Charles Hewitt

Personal information
- Born: November 23, 1949 (age 75) Boston, Massachusetts, U.S.

Sport
- Sport: Rowing

= Charles Hewitt (rower) =

American rower (born 1949)

Charles Hewitt (born November 23, 1949) is an American former rower and reinsurance broker. He competed in the men's coxless four event at the 1972 Summer Olympics. He graduated from Harvard University and Wharton School of Business.

==Biography==
Hewitt was a member of the Harvard Hall of Fame 1971 lightweight crew, dubbed "Superboat" and described by preeminent American rowing coach Harry Parker as "arguably the fastest lightweight varsity crew of all time at Harvard or elsewhere". In 1971, this crew defeated the Kingston Rowing Club to clinch the Thames Challenge Cup at the Henley Royal Regatta, Henley-on-the-Thames, England.

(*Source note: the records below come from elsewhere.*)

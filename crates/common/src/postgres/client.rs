use crate::postgres::PostgresConfig;
use anyhow::{Context, Result};
use deadpool_postgres::{
    Config, ManagerConfig, Pool, PoolConfig, RecyclingMethod, Runtime, Timeouts,
};
use std::time::Duration;
use tokio_postgres::NoTls;
use tracing::debug;

/// PostgreSQL client wrapper with connection pooling.
///
/// Connections are checked out per call and returned to the pool when the
/// handle is dropped, on success and on error alike.
#[derive(Clone)]
pub struct PostgresClient {
    pool: Pool,
}

impl PostgresClient {
    /// Creates a new PostgreSQL client with a bounded connection pool
    pub fn new(config: &PostgresConfig) -> Result<Self> {
        let mut cfg = Config::new();
        cfg.host = Some(config.host.clone());
        cfg.port = Some(config.port);
        cfg.dbname = Some(config.database.clone());
        cfg.user = Some(config.username.clone());
        cfg.password = Some(config.password.clone());
        cfg.manager = Some(ManagerConfig {
            recycling_method: RecyclingMethod::Fast,
        });
        let acquire_timeout = Duration::from_millis(config.acquire_timeout_ms);
        cfg.pool = Some(PoolConfig {
            max_size: config.max_pool_size,
            timeouts: Timeouts {
                wait: Some(acquire_timeout),
                create: Some(acquire_timeout),
                ..Default::default()
            },
            ..Default::default()
        });

        let pool = cfg
            .create_pool(Some(Runtime::Tokio1), NoTls)
            .context("failed to create postgres pool")?;

        debug!(
            host = %config.host,
            database = %config.database,
            max_pool_size = config.max_pool_size,
            "postgres pool created"
        );

        Ok(Self { pool })
    }

    /// Pings the database to verify connectivity
    pub async fn ping(&self) -> Result<()> {
        let client = self.get_connection().await?;
        client
            .execute("SELECT 1", &[])
            .await
            .context("postgres ping failed")?;
        debug!("postgres connection successful");
        Ok(())
    }

    /// Gets a connection from the pool
    pub async fn get_connection(&self) -> Result<deadpool_postgres::Client> {
        self.pool
            .get()
            .await
            .context("failed to acquire postgres connection")
    }

    /// Closes the pool; outstanding connections are dropped as they are returned
    pub fn close(&self) {
        self.pool.close();
    }
}
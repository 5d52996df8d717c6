use serde::{Deserialize, Serialize};

/// PostgreSQL connection configuration
#[derive(Debug, Clone, Serialize, Deserialize)]
pub struct PostgresConfig {
    pub host: String,
    pub port: u16,
    pub database: String,
    pub username: String,
    pub password: String,
    pub max_pool_size: usize,
    /// How long a caller waits for a free pooled connection before failing
    pub acquire_timeout_ms: u64,
}

impl Default for PostgresConfig {
    fn default() -> Self {
        Self {
            host: "localhost".to_string(),
            port: 5432,
            database: "trackline".to_string(),
            username: "trackline".to_string(),
            password: "trackline".to_string(),
            max_pool_size: 20,
            acquire_timeout_ms: 5_000,
        }
    }
}
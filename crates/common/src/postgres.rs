mod client;
mod config;
mod ledger_repository;
mod retry;
mod storage_gateway;

pub use client::*;
pub use config::*;
pub use ledger_repository::*;
pub use retry::*;
pub use storage_gateway::*;
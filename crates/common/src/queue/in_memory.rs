use crate::domain::{DomainError, DomainResult, MessageQueue, QueueMessage};
use async_trait::async_trait;
use chrono::{DateTime, Utc};
use std::collections::{BTreeMap, HashMap};
use std::time::Duration;
use tokio::sync::Mutex;
use tracing::debug;

#[derive(Default)]
struct Channel {
    next_id: i64,
    active: BTreeMap<i64, QueueMessage>,
    archived: Vec<QueueMessage>,
}

struct State {
    channels: HashMap<String, Channel>,
    clock_offset: chrono::Duration,
}

impl Default for State {
    fn default() -> Self {
        Self {
            channels: HashMap::new(),
            clock_offset: chrono::Duration::zero(),
        }
    }
}

impl State {
    fn now(&self) -> DateTime<Utc> {
        Utc::now() + self.clock_offset
    }

    fn channel_mut(&mut self, queue_name: &str) -> DomainResult<&mut Channel> {
        self.channels
            .get_mut(queue_name)
            .ok_or_else(|| DomainError::QueueNotFound(queue_name.to_string()))
    }
}

/// In-process queue with the same lease semantics as the durable store.
///
/// Used by tests and local runs. The clock can be advanced to expire leases
/// without waiting.
#[derive(Default)]
pub struct InMemoryMessageQueue {
    state: Mutex<State>,
}

impl InMemoryMessageQueue {
    pub fn new() -> Self {
        Self::default()
    }

    /// Messages not yet archived or deleted, in id order
    pub async fn active_messages(&self, queue_name: &str) -> Vec<QueueMessage> {
        let state = self.state.lock().await;
        state
            .channels
            .get(queue_name)
            .map(|channel| channel.active.values().cloned().collect())
            .unwrap_or_default()
    }

    pub async fn archived_messages(&self, queue_name: &str) -> Vec<QueueMessage> {
        let state = self.state.lock().await;
        state
            .channels
            .get(queue_name)
            .map(|channel| channel.archived.clone())
            .unwrap_or_default()
    }

    pub async fn channel_count(&self) -> usize {
        self.state.lock().await.channels.len()
    }

    /// Move the queue clock forward
    pub async fn advance(&self, by: chrono::Duration) {
        let mut state = self.state.lock().await;
        state.clock_offset += by;
    }

    pub async fn now(&self) -> DateTime<Utc> {
        self.state.lock().await.now()
    }
}

#[async_trait]
impl MessageQueue for InMemoryMessageQueue {
    async fn ensure_queue(&self, queue_name: &str) -> DomainResult<()> {
        let mut state = self.state.lock().await;
        state.channels.entry(queue_name.to_string()).or_default();
        Ok(())
    }

    async fn enqueue(&self, queue_name: &str, payload: &serde_json::Value) -> DomainResult<i64> {
        let mut state = self.state.lock().await;
        let now = state.now();
        let channel = state.channel_mut(queue_name)?;

        channel.next_id += 1;
        let id = channel.next_id;
        channel.active.insert(
            id,
            QueueMessage {
                id,
                read_count: 0,
                enqueued_at: now,
                visible_at: now,
                payload: payload.clone(),
            },
        );

        debug!(queue = %queue_name, msg_id = id, "message enqueued in memory");
        Ok(id)
    }

    async fn read(
        &self,
        queue_name: &str,
        visibility_timeout: Duration,
        max_count: usize,
    ) -> DomainResult<Vec<QueueMessage>> {
        let mut state = self.state.lock().await;
        let now = state.now();
        let lease = chrono::Duration::from_std(visibility_timeout)
            .map_err(|e| DomainError::ProcessingFailed(e.to_string()))?;
        let channel = state.channel_mut(queue_name)?;

        let leased = channel
            .active
            .values_mut()
            .filter(|message| message.visible_at <= now)
            .take(max_count)
            .map(|message| {
                message.read_count += 1;
                message.visible_at = now + lease;
                message.clone()
            })
            .collect();

        Ok(leased)
    }

    async fn archive(&self, queue_name: &str, message_id: i64) -> DomainResult<()> {
        let mut state = self.state.lock().await;
        let channel = state.channel_mut(queue_name)?;

        if let Some(message) = channel.active.remove(&message_id) {
            channel.archived.push(message);
        }
        Ok(())
    }

    async fn delete(&self, queue_name: &str, message_id: i64) -> DomainResult<()> {
        let mut state = self.state.lock().await;
        let channel = state.channel_mut(queue_name)?;
        channel.active.remove(&message_id);
        Ok(())
    }
}
use crate::domain::result::{DomainError, DomainResult};
use crate::domain::QueuedEvent;
use async_trait::async_trait;
use chrono::{DateTime, Utc};
use std::time::Duration;

/// A message leased from a durable queue channel.
///
/// Metadata is owned by the queue store; consumers only read it.
#[derive(Debug, Clone, PartialEq)]
pub struct QueueMessage {
    /// Monotonic identifier assigned at enqueue time
    pub id: i64,
    /// Number of times the message has been read, including the current lease
    pub read_count: i32,
    pub enqueued_at: DateTime<Utc>,
    /// The message is hidden from other readers until this instant
    pub visible_at: DateTime<Utc>,
    pub payload: serde_json::Value,
}

impl QueueMessage {
    /// Decode the payload as a queued event envelope
    pub fn decode_event(&self) -> DomainResult<QueuedEvent> {
        serde_json::from_value(self.payload.clone()).map_err(|e| {
            DomainError::InvalidPayload(format!("message {}: {}", self.id, e))
        })
    }
}

/// Durable queue primitives over named channels.
///
/// Reads lease messages for a visibility timeout instead of removing them;
/// a message that is never archived or deleted becomes visible again once
/// its lease expires.
#[cfg_attr(any(test, feature = "testing"), mockall::automock)]
#[async_trait]
pub trait MessageQueue: Send + Sync {
    /// Create the channel if it does not exist. Succeeds when it already exists.
    async fn ensure_queue(&self, queue_name: &str) -> DomainResult<()>;

    /// Durably append a payload and return the assigned message id
    async fn enqueue(&self, queue_name: &str, payload: &serde_json::Value) -> DomainResult<i64>;

    /// Lease up to `max_count` visible messages for `visibility_timeout`.
    /// Returns an empty batch when nothing is visible.
    async fn read(
        &self,
        queue_name: &str,
        visibility_timeout: Duration,
        max_count: usize,
    ) -> DomainResult<Vec<QueueMessage>>;

    /// Move a message to the channel archive. Archiving a missing or
    /// already archived message is not an error.
    async fn archive(&self, queue_name: &str, message_id: i64) -> DomainResult<()>;

    /// Permanently remove a message
    async fn delete(&self, queue_name: &str, message_id: i64) -> DomainResult<()>;
}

Hewitt was recruited out of the Vesper Boat Club in Philadelphia to compete for and earn a place on the 1972 Olympic team.

Upon completion of his MBA at Wharton, Hewitt worked in banking before moving into the insurance and eventually the reinsurance industry. As a partner at E.W. Blanch and in the wake of Hurricane Andrew, he was among an elite group of brokers that exponentially grew the reinsurance industry in the United States over the following decades.

Hewitt currently serves as a trustee of the Insurance Library of Boston, Crossroads Youth Empowerment Summer Camps, The Beth Israel Deaconess Hospital, a member of the Board of Directors of the Pioneer Institute, and a Corporator of Northeastern University.

He also coaches crew for Duxbury High School and the Duxbury Bay Maritime School on the South Shore of Massachusetts.